The question now is not whether the arbitrators decided right, or whether proceedings could have been had against joint debtors where part were absent; but did Gowen, in behalf of his co-partners, pay the money 1 and was he compelled to pay it for Hill and Haskins 1 The documents show the affirmative ; and whether the recovery was right or wrong, Hill and Haskins must abide by their agreement to indemnify, unless Gowen by bad faith procured the recovery, or suffered it to be obtained by his default; nothing of which appears ; on the contrary, it appears that he resisted until his property was about to be seized.

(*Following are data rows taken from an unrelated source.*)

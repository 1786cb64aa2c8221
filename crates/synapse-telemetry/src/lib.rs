// SPDX-License-Identifier: MIT OR Apache-2.0
//! Structured telemetry and job-lifecycle metrics for the Synapse exchange
//! (ambient; not named by any spec module, carried per §3's "a complete
//! repo's ambient stack still uses the teacher's crates for logging and
//! metrics").
//!
//! This crate is a thin, in-process sibling of `synapse-exchange`, not a
//! dependency of it: the daemon binary records a [`JobMetrics`] row each
//! time a job settles and periodically exports a [`MetricsSummary`], the
//! same separation the teacher keeps between its runtime and its telemetry
//! crate.

#![deny(unsafe_code)]
#![warn(missing_docs)]

use serde::{Deserialize, Serialize};
use std::collections::BTreeMap;
use std::sync::{Arc, Mutex};
use tracing::info;

// ---------------------------------------------------------------------------
// JobMetrics
// ---------------------------------------------------------------------------

/// Metrics captured when a single job reaches a terminal state (§4.3, §4.4).
#[derive(Debug, Clone, Default, Serialize, Deserialize, PartialEq)]
pub struct JobMetrics {
    /// The job's id.
    pub job_id: String,
    /// The job's `kind` field (e.g. `"simple"`, `"coding"`).
    pub kind: String,
    /// Wall-clock milliseconds from `posted` to settlement.
    pub duration_ms: u64,
    /// Number of bids the job received before award.
    pub bids_count: u64,
    /// The job's budget.
    pub budget: u64,
    /// Total amount actually paid to the worker.
    pub paid: u64,
    /// Number of negotiation rounds exchanged before award, 0 if the job
    /// was awarded directly without negotiation.
    pub negotiation_rounds: u64,
    /// 1 if settlement failed (rejection or timeout), 0 on success.
    pub errors_count: u64,
}

// ---------------------------------------------------------------------------
// MetricsSummary
// ---------------------------------------------------------------------------

/// Aggregated statistics across every job recorded so far.
#[derive(Debug, Clone, Serialize, Deserialize, PartialEq)]
pub struct MetricsSummary {
    /// Number of jobs recorded.
    pub count: usize,
    /// Mean settlement duration in milliseconds.
    pub mean_duration_ms: f64,
    /// Median (p50) settlement duration in milliseconds.
    pub p50_duration_ms: f64,
    /// 99th-percentile settlement duration in milliseconds.
    pub p99_duration_ms: f64,
    /// Total budget across all recorded jobs.
    pub total_budget: u64,
    /// Total amount paid across all recorded jobs.
    pub total_paid: u64,
    /// Fraction of recorded jobs that failed settlement.
    pub failure_rate: f64,
    /// Per-kind job counts (deterministic ordering).
    pub kind_counts: BTreeMap<String, usize>,
}

impl Default for MetricsSummary {
    fn default() -> Self {
        Self {
            count: 0,
            mean_duration_ms: 0.0,
            p50_duration_ms: 0.0,
            p99_duration_ms: 0.0,
            total_budget: 0,
            total_paid: 0,
            failure_rate: 0.0,
            kind_counts: BTreeMap::new(),
        }
    }
}

/// Compute a percentile value from a **sorted** slice.
fn percentile(sorted: &[u64], pct: f64) -> f64 {
    if sorted.is_empty() {
        return 0.0;
    }
    if sorted.len() == 1 {
        return sorted[0] as f64;
    }
    let rank = pct / 100.0 * (sorted.len() - 1) as f64;
    let lower = rank.floor() as usize;
    let upper = rank.ceil() as usize;
    let frac = rank - lower as f64;
    sorted[lower] as f64 * (1.0 - frac) + sorted[upper] as f64 * frac
}

// ---------------------------------------------------------------------------
// MetricsCollector
// ---------------------------------------------------------------------------

/// Thread-safe collector for settled-job metrics.
///
/// Wrap in an `Arc` to share across tasks (the inner storage is already
/// behind a `Mutex`).
#[derive(Debug, Clone)]
pub struct MetricsCollector {
    inner: Arc<Mutex<Vec<JobMetrics>>>,
}

impl Default for MetricsCollector {
    fn default() -> Self {
        Self::new()
    }
}

impl MetricsCollector {
    /// Create a new, empty collector.
    pub fn new() -> Self {
        Self {
            inner: Arc::new(Mutex::new(Vec::new())),
        }
    }

    /// Record a settled job's metrics.
    pub fn record(&self, metrics: JobMetrics) {
        let mut data = self.inner.lock().expect("metrics lock poisoned");
        data.push(metrics);
    }

    /// Return all recorded job metrics.
    pub fn jobs(&self) -> Vec<JobMetrics> {
        let data = self.inner.lock().expect("metrics lock poisoned");
        data.clone()
    }

    /// Number of jobs recorded so far.
    pub fn len(&self) -> usize {
        let data = self.inner.lock().expect("metrics lock poisoned");
        data.len()
    }

    /// Whether the collector has no recorded jobs.
    pub fn is_empty(&self) -> bool {
        self.len() == 0
    }

    /// Compute an aggregated summary of all recorded jobs.
    pub fn summary(&self) -> MetricsSummary {
        let data = self.inner.lock().expect("metrics lock poisoned");
        if data.is_empty() {
            return MetricsSummary::default();
        }

        let count = data.len();
        let mut durations: Vec<u64> = data.iter().map(|m| m.duration_ms).collect();
        durations.sort_unstable();

        let total_duration: u64 = durations.iter().sum();
        let mean_duration_ms = total_duration as f64 / count as f64;
        let p50_duration_ms = percentile(&durations, 50.0);
        let p99_duration_ms = percentile(&durations, 99.0);

        let total_budget: u64 = data.iter().map(|m| m.budget).sum();
        let total_paid: u64 = data.iter().map(|m| m.paid).sum();

        let failures: u64 = data.iter().map(|m| m.errors_count).sum();
        let failure_rate = failures as f64 / count as f64;

        let mut kind_counts: BTreeMap<String, usize> = BTreeMap::new();
        for m in data.iter() {
            *kind_counts.entry(m.kind.clone()).or_insert(0) += 1;
        }

        MetricsSummary {
            count,
            mean_duration_ms,
            p50_duration_ms,
            p99_duration_ms,
            total_budget,
            total_paid,
            failure_rate,
            kind_counts,
        }
    }

    /// Clear all recorded metrics.
    pub fn clear(&self) {
        let mut data = self.inner.lock().expect("metrics lock poisoned");
        data.clear();
    }
}

// ---------------------------------------------------------------------------
// TelemetrySpan
// ---------------------------------------------------------------------------

/// A structured span for tracing integration, e.g. one per dispatched
/// client message.
#[derive(Debug, Clone, Serialize, Deserialize)]
pub struct TelemetrySpan {
    /// Span name / operation.
    pub name: String,
    /// Arbitrary key-value attributes (deterministic ordering).
    pub attributes: BTreeMap<String, String>,
}

impl TelemetrySpan {
    /// Create a new span with the given name.
    pub fn new(name: impl Into<String>) -> Self {
        Self {
            name: name.into(),
            attributes: BTreeMap::new(),
        }
    }

    /// Insert an attribute.
    pub fn with_attribute(mut self, key: impl Into<String>, value: impl Into<String>) -> Self {
        self.attributes.insert(key.into(), value.into());
        self
    }

    /// Emit the span via `tracing::info!`.
    pub fn emit(&self) {
        info!(
            span_name = %self.name,
            attributes = ?self.attributes,
            "telemetry_span"
        );
    }
}

// ---------------------------------------------------------------------------
// TelemetryExporter
// ---------------------------------------------------------------------------

/// Trait for exporting a collected summary, e.g. to an operator endpoint.
pub trait TelemetryExporter: Send + Sync {
    /// Export the given summary. Returns the serialized output on success.
    fn export(&self, summary: &MetricsSummary) -> Result<String, String>;
}

/// Exports metrics as pretty-printed JSON to a string.
#[derive(Debug, Default)]
pub struct JsonExporter;

impl TelemetryExporter for JsonExporter {
    fn export(&self, summary: &MetricsSummary) -> Result<String, String> {
        serde_json::to_string_pretty(summary).map_err(|e| e.to_string())
    }
}

// ---------------------------------------------------------------------------
// Tests
// ---------------------------------------------------------------------------

#[cfg(test)]
mod tests {
    use super::*;
    use std::thread;

    fn sample_metrics(kind: &str, duration: u64, errors: u64) -> JobMetrics {
        JobMetrics {
            job_id: "job_1".to_string(),
            kind: kind.to_string(),
            duration_ms: duration,
            bids_count: 3,
            budget: 100,
            paid: 90,
            negotiation_rounds: 1,
            errors_count: errors,
        }
    }

    #[test]
    fn collector_new_is_empty() {
        let c = MetricsCollector::new();
        assert!(c.is_empty());
        assert_eq!(c.len(), 0);
    }

    #[test]
    fn collector_record_and_len() {
        let c = MetricsCollector::new();
        c.record(sample_metrics("simple", 100, 0));
        assert_eq!(c.len(), 1);
        assert!(!c.is_empty());
    }

    #[test]
    fn collector_jobs_returns_all() {
        let c = MetricsCollector::new();
        c.record(sample_metrics("a", 10, 0));
        c.record(sample_metrics("b", 20, 0));
        let jobs = c.jobs();
        assert_eq!(jobs.len(), 2);
        assert_eq!(jobs[0].kind, "a");
        assert_eq!(jobs[1].kind, "b");
    }

    #[test]
    fn collector_clear() {
        let c = MetricsCollector::new();
        c.record(sample_metrics("x", 50, 0));
        c.clear();
        assert!(c.is_empty());
    }

    #[test]
    fn empty_collector_summary() {
        let c = MetricsCollector::new();
        let s = c.summary();
        assert_eq!(s.count, 0);
        assert_eq!(s.mean_duration_ms, 0.0);
        assert_eq!(s.total_budget, 0);
        assert_eq!(s.failure_rate, 0.0);
        assert!(s.kind_counts.is_empty());
    }

    #[test]
    fn single_job_summary_matches() {
        let c = MetricsCollector::new();
        c.record(sample_metrics("coding", 42, 0));
        let s = c.summary();
        assert_eq!(s.count, 1);
        assert_eq!(s.mean_duration_ms, 42.0);
        assert_eq!(s.p50_duration_ms, 42.0);
        assert_eq!(s.p99_duration_ms, 42.0);
        assert_eq!(s.total_budget, 100);
        assert_eq!(s.total_paid, 90);
        assert_eq!(s.failure_rate, 0.0);
        assert_eq!(s.kind_counts["coding"], 1);
    }

    #[test]
    fn summary_mean_duration() {
        let c = MetricsCollector::new();
        c.record(sample_metrics("a", 100, 0));
        c.record(sample_metrics("a", 200, 0));
        c.record(sample_metrics("a", 300, 0));
        let s = c.summary();
        assert!((s.mean_duration_ms - 200.0).abs() < f64::EPSILON);
    }

    #[test]
    fn summary_p50_odd_count() {
        let c = MetricsCollector::new();
        for d in [10, 20, 30, 40, 50] {
            c.record(sample_metrics("a", d, 0));
        }
        let s = c.summary();
        assert!((s.p50_duration_ms - 30.0).abs() < f64::EPSILON);
    }

    #[test]
    fn summary_failure_rate() {
        let c = MetricsCollector::new();
        c.record(sample_metrics("a", 10, 1));
        c.record(sample_metrics("a", 20, 0));
        c.record(sample_metrics("a", 30, 1));
        let s = c.summary();
        assert!((s.failure_rate - (2.0 / 3.0)).abs() < 1e-9);
    }

    #[test]
    fn summary_kind_counts() {
        let c = MetricsCollector::new();
        c.record(sample_metrics("simple", 10, 0));
        c.record(sample_metrics("coding", 20, 0));
        c.record(sample_metrics("simple", 30, 0));
        let s = c.summary();
        assert_eq!(s.kind_counts["simple"], 2);
        assert_eq!(s.kind_counts["coding"], 1);
    }

    #[test]
    fn job_metrics_serde_roundtrip() {
        let m = sample_metrics("serde_test", 999, 1);
        let json = serde_json::to_string(&m).unwrap();
        let m2: JobMetrics = serde_json::from_str(&json).unwrap();
        assert_eq!(m, m2);
    }

    #[test]
    fn concurrent_recording() {
        let c = MetricsCollector::new();
        let mut handles = vec![];
        for i in 0..10 {
            let cc = c.clone();
            handles.push(thread::spawn(move || {
                cc.record(sample_metrics("thread", i * 10, 0));
            }));
        }
        for h in handles {
            h.join().unwrap();
        }
        assert_eq!(c.len(), 10);
    }

    #[test]
    fn telemetry_span_attributes() {
        let span = TelemetrySpan::new("op")
            .with_attribute("key", "val")
            .with_attribute("job_id", "job_1");
        assert_eq!(span.name, "op");
        assert_eq!(span.attributes.len(), 2);
        assert_eq!(span.attributes["key"], "val");
    }

    #[test]
    fn json_exporter_valid_output() {
        let c = MetricsCollector::new();
        c.record(sample_metrics("simple", 100, 0));
        let s = c.summary();
        let exporter = JsonExporter;
        let json = exporter.export(&s).unwrap();
        let parsed: serde_json::Value = serde_json::from_str(&json).unwrap();
        assert_eq!(parsed["count"], 1);
    }

    #[test]
    fn json_exporter_kind_counts_deterministic() {
        let c = MetricsCollector::new();
        c.record(sample_metrics("zebra", 10, 0));
        c.record(sample_metrics("alpha", 20, 0));
        let s = c.summary();
        let exporter = JsonExporter;
        let json = exporter.export(&s).unwrap();
        let keys_start = json.find("\"alpha\"").unwrap();
        let keys_end = json.find("\"zebra\"").unwrap();
        assert!(keys_start < keys_end);
    }

    #[test]
    fn percentile_empty() {
        assert_eq!(percentile(&[], 50.0), 0.0);
    }

    #[test]
    fn percentile_single() {
        assert_eq!(percentile(&[42], 99.0), 42.0);
    }
}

It appears that the award was in English, and was translated into Spanish by the official interpreter, and thus translated was incorporated into the record. It is not to be supposed that the record was made up partly in English and partly in Spanish ; such a record would have been an anomaly; besides, it is stated that the original awards in the English language “ were rubricated, and returned at the request of the party.” What is meant by rubricating is not precisely understood ; but probably on being translated by the official interpreter and carried into the record, the original was marked and returned to the party. If so, it could not be necessary to produce the original to prove the payment or the liability.

*393Gowen paid the money, as appears from the recitals and proceedings set forth in the document; and as he acted for the plaintiffs, his co-partners, and as agent for Hill and Has-kins, it is a fair presumption, prima facie, that he paid with the funds of his co-partners; he paid for Hill and Haskins, and if not with co-partnership funds, his co-partners were liable to him, and Hill and Haskins to the firm of Packard and Gowen.

Enough of the record was produced to shew that the money had been compulsorily paid; and as the action was not brought on the record, it was not necessary to produce the whole. 2 Campb. 69. 7 Johns. R. 514. The judgment of the court below must be affirmed.

Whereupon, the judgment of the supreme court was unanimously affirmed.